MEMDISK supports the Win9x "safe hook" structure for OS detection.
(See "Safe Master Boot Record INT 13h Hook Routines," available at
http://www.osronline.com/ddkx/w98ddk/storage_5l6g.htm as of
December 7th, 2009.)  An OS driver can take a look at the INTerrupt table
and try to walk along the chain of those hooks that implement the "safe hook"
structure.  For each hook discovered, a vendor can be identified and the OS
driver can take appropriate action.  The OS driver can mark the "flags" field
of the "safe hook" to indicate that the driver has reviewed it already.  This
prevents accidental re-detection, for example.

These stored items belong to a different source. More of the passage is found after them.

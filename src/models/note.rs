// src/models/note.rs
// DOCUMENTATION: Travel notes and checklist items attached to a trip
// PURPOSE: Stored as the `travelNotes` array of the trip document

use chrono::{DateTime, Utc};
use serde::{Deserialize, Serialize};
use uuid::Uuid;
use validator::Validate;

#[derive(Debug, Clone, PartialEq, Serialize, Deserialize)]
#[serde(rename_all = "camelCase")]
pub struct TravelNote {
    /// UUID for notes created here; older documents carry millisecond timestamps
    pub id: String,
    pub text: String,
    #[serde(default)]
    pub completed: bool,
    #[serde(default)]
    pub is_checklist: bool,
    pub created_at: DateTime<Utc>,
}

impl TravelNote {
    pub fn new(text: &str, is_checklist: bool) -> Self {
        Self {
            id: Uuid::new_v4().to_string(),
            text: text.trim().to_string(),
            completed: false,
            is_checklist,
            created_at: Utc::now(),
        }
    }
}

/// POST /trips/{id}/notes
#[derive(Debug, Clone, Deserialize, Validate)]
#[serde(rename_all = "camelCase")]
pub struct CreateNoteRequest {
    #[validate(length(min = 1, max = 2000))]
    pub text: String,
    #[serde(default)]
    pub is_checklist: bool,
}

/// PUT /trips/{id}/notes/{note_id}
/// DOCUMENTATION: Every field is optional; absent fields are left untouched
#[derive(Debug, Clone, Default, Deserialize, Validate)]
#[serde(rename_all = "camelCase")]
pub struct UpdateNoteRequest {
    #[validate(length(min = 1, max = 2000))]
    pub text: Option<String>,
    pub completed: Option<bool>,
    pub is_checklist: Option<bool>,
}
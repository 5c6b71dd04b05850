// src/services/mod.rs
// DOCUMENTATION: Services module organization
// PURPOSE: Re-export service components

pub mod backfill;
pub mod budget;
pub mod cache;
pub mod clustering;
pub mod coordinates;
pub mod essentials;
pub mod google_places_client;
pub mod marker_builder;
pub mod notes;
pub mod photo_resolver;
pub mod places_lookup;
pub mod sessions;
pub mod trip_service;
pub mod usage;

#[cfg(test)]
pub mod testing;

pub use backfill::*;
pub use budget::*;
pub use cache::*;
pub use clustering::*;
pub use essentials::*;
pub use google_places_client::*;
pub use marker_builder::*;
pub use notes::*;
pub use photo_resolver::*;
pub use places_lookup::*;
pub use sessions::*;
pub use trip_service::*;
pub use usage::*;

MEMDISK adds one additional extension field to the "safe hook" structure, a
pointer to a special MEMDISK structure called the "mBFT."  The mBFT is the
"MEMDISK Boot Firmware Table" (akin to the iSCSI iBFT and the AoE aBFT).  An
OS driver looking at MEMDISK's "safe hook" should know that this field will
be present based on the fact that MEMDISK is the vendor identifier.

The mBFT is little more than an ACPI table to prefix MEMDISK's traditional
MEMDISK info structure (the "MDI").  The ACPI table's details are:

  OEM ID. . . .: MEMDSK
  OEM Table ID : Syslinux

There is a 1-byte checksum field which covers the length of the mBFT all
the way through to the end of the MEMDISK info structure.

There is also a physical pointer to the "safe hook" structure associated
with the MEMDISK instance.  An OS driver might use the following logic:

  1. Walk INT 13h "safe hook" chain as far as possible, marking hooks as
     having been reviewed.  For MEMDISK hooks, the driver then follows the
     pointer to the mBFT and gathers the RAM disk details from the included
     MDI.
  2. The OS driver scans low memory for valid mBFTs.  MEMDISK instances that
     have been "disconnected" from the INT 13h "safe hook" chain can be thus
     discovered.  Looking at their associated "safe hook" structure will
     reveal if they were indeed reviewed by the previous stage.